De repente, todos nos miramos buscando que hacer para poder salir de aquel horrible desenlace que aunque no quisiéramos se veía venir. Pero el capitán no desistía, e inyectaba más y más energía a las baterías, a sabiendas de que nos arriesgábamos a quedarnos sin ellas, para poder seguir nuestro viaje...si es que conseguíamos escapar del resplandor de los ladrones del tiempo, ese que nos mataría a todos y cada uno de nosotros si conseguía envolvernos con su mortal luz.
Poco apoco veíamos como cada vez la distancia era menor entre nuestro luminiscente enemigo y nosotros, y ahora sí que todos estábamos cubiertos de ese sudor frio que solo te lo provoca el mayor de los temores, mientras se va apoderando de ti el pánico más atroz. Y la estela luminosa insistía en darnos caza, mientras nosotros nos seguíamos alejando de la nave fantasma a una velocidad endiablada. Pero no, no parecía ser suficiente, pues por momentos nos comía terreno, hasta que a uno de nuestros científicos se le ocurrió una idea...

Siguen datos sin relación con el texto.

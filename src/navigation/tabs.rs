//! Tab selection state.
//!
//! The controller keeps the ordered tab list and the current index. It knows
//! each tab's page root and, when a navigation bar exists, the tile that
//! represents the tab in it.

use crate::dom::NodeId;

use super::NavigationError;

/// One entry of the tab list.
#[derive(Debug, Clone, PartialEq, Eq)]
pub struct Tab {
    /// Display name, also used for selection by name.
    pub name: String,
    /// Root element of the tab's page.
    pub page: NodeId,
    /// Navigation tile, if the bar is shown.
    pub tile: Option<NodeId>,
}

/// A selection that changed the current tab.
#[derive(Debug, Clone, Copy, PartialEq, Eq)]
pub struct TabChange {
    pub previous: usize,
    pub current: usize,
}

/// Maintains the ordered tab list and the current tab.
#[derive(Debug, Clone)]
pub struct TabController {
    tabs: Vec<Tab>,
    current: usize,
}

impl TabController {
    /// Create a controller with the first tab current.
    pub fn new(tabs: Vec<Tab>) -> Self {
        Self { tabs, current: 0 }
    }

    /// Make tab `index` current.
    ///
    /// Returns `Ok(None)` when it already is.
    pub fn select(&mut self, index: usize) -> Result<Option<TabChange>, NavigationError> {
        if index >= self.tabs.len() {
            return Err(NavigationError::InvalidTabIndex {
                index,
                count: self.tabs.len(),
            });
        }
        if index == self.current {
            return Ok(None);
        }
        let previous = std::mem::replace(&mut self.current, index);
        Ok(Some(TabChange {
            previous,
            current: index,
        }))
    }

    /// Make the tab called `name` current.
    pub fn select_by_name(&mut self, name: &str) -> Result<Option<TabChange>, NavigationError> {
        let index = self
            .index_of(name)
            .ok_or_else(|| NavigationError::UnknownTab { name: name.to_string() })?;
        self.select(index)
    }

    /// Index of the tab after the current one. Wraps around.
    pub fn next_index(&self) -> usize {
        if self.tabs.is_empty() {
            return 0;
        }
        (self.current + 1) % self.tabs.len()
    }

    /// Index of the tab before the current one. Wraps around.
    pub fn previous_index(&self) -> usize {
        match self.current {
            0 => self.tabs.len().saturating_sub(1),
            index => index - 1,
        }
    }

    /// Index of the tab called `name`.
    pub fn index_of(&self, name: &str) -> Option<usize> {
        self.tabs.iter().position(|t| t.name == name)
    }

    /// Current tab index.
    pub fn current(&self) -> usize {
        self.current
    }

    /// Current tab.
    pub fn current_tab(&self) -> Option<&Tab> {
        self.tabs.get(self.current)
    }

    /// Tab at `index`.
    pub fn get(&self, index: usize) -> Option<&Tab> {
        self.tabs.get(index)
    }

    /// All tabs in order.
    pub fn tabs(&self) -> &[Tab] {
        &self.tabs
    }

    /// Number of tabs.
    pub fn len(&self) -> usize {
        self.tabs.len()
    }

    /// Whether the list is empty.
    pub fn is_empty(&self) -> bool {
        self.tabs.is_empty()
    }
}
//! Configuration loading: document sections, templates, tree building.

pub mod document;
pub mod loader;
pub mod template;

pub use document::{Document, MainTabsSection, StylesSection, TabEntry};
pub use loader::{load, load_document, LoadedConfig};
pub use template::{Template, TemplateRegistry};

/// Errors from reading the document or its templates.
#[derive(Debug, thiserror::Error)]
pub enum ConfigError {
    #[error("invalid configuration document: {0}")]
    Document(#[from] serde_yaml::Error),
    #[error("template '{template}': {message}")]
    Template { template: String, message: String },
}

impl ConfigError {
    /// The element and property the error is reported against.
    pub fn location(&self) -> (String, String) {
        match self {
            ConfigError::Document(_) => ("<document>".into(), String::new()),
            ConfigError::Template { template, .. } => {
                (format!("template:{template}"), "templates".into())
            }
        }
    }
}
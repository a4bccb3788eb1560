//! Collaborator traits: the display surface and asset resolution.

use crate::geometry::{Region, Size};

/// The display the dashboard is drawn on.
pub trait Surface {
    /// Current display size in pixels.
    fn size(&self) -> Size;

    /// Called once after every resolution pass with the union of the boxes
    /// that changed.
    fn set_dirty_region(&mut self, region: Region);
}

/// Intrinsic metadata of an icon or picture.
#[derive(Debug, Clone, Copy, PartialEq, Eq, Hash)]
pub struct AssetInfo {
    pub width: i32,
    pub height: i32,
}

impl AssetInfo {
    pub const fn new(width: i32, height: i32) -> Self {
        Self { width, height }
    }

    /// Intrinsic size.
    pub const fn size(self) -> Size {
        Size::new(self.width, self.height)
    }
}

/// Resolves icon and picture references to drawable metadata.
///
/// Decoding happens outside the engine; only the intrinsic size is needed
/// here. Returning `None` makes the configuration fail to load.
pub trait AssetResolver {
    fn resolve(&self, reference: &str) -> Option<AssetInfo>;
}

impl<F> AssetResolver for F
where
    F: Fn(&str) -> Option<AssetInfo>,
{
    fn resolve(&self, reference: &str) -> Option<AssetInfo> {
        self(reference)
    }
}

Que os parece si expulsamos los misiles que nos quedan, tres apuntando hacia la nave APEX, y el cuarto, lo podríamos hacer explotar a 500 metros de nuestra cola, provocando una ola de calor y luminosidad que en un principio y si mis conocimientos no fallan, podrían frenar el avance de la luz.
Y así fue, nos pusimos manos a la obra, marcamos las coordenadas de cada misil, y sin mediar palabra se dio orden de lanzamiento. Los dos primeros misiles salieron disparados en busca de la nave APEX, y el último salía a toda velocidad para tratar de estallar a quinientos metros de nuestra cola. Todo el mundo con los dedos cruzados, y todos nuestros corazones a doscientas pulsaciones, parecía sentir los latidos en mi boca, y todo mi cuerpo estaba poseído por una tensión nada habitual en mí. Cuando de repente sentimos la primera explosión, pudiendo sentir como temblaba la nave, y por las pantallas que mostraban las imágenes de las cámaras de retaguardia, pudimos observar como después de desvanecerse la onda expansiva y la luz que había provocado la explosión del misil, vimos como no quedaba ni rastro del resplandor que de manera insistente había intentado atraparnos.
Fue en ese momento cuando pude ver como todo el mundo daba un suspiro de alivio, y toda aquella tensión acumulada, se desvanecía mientras todos felicitábamos a nuestro compañero, pero sobre todo a nuestro generoso y más que atrevido capitán.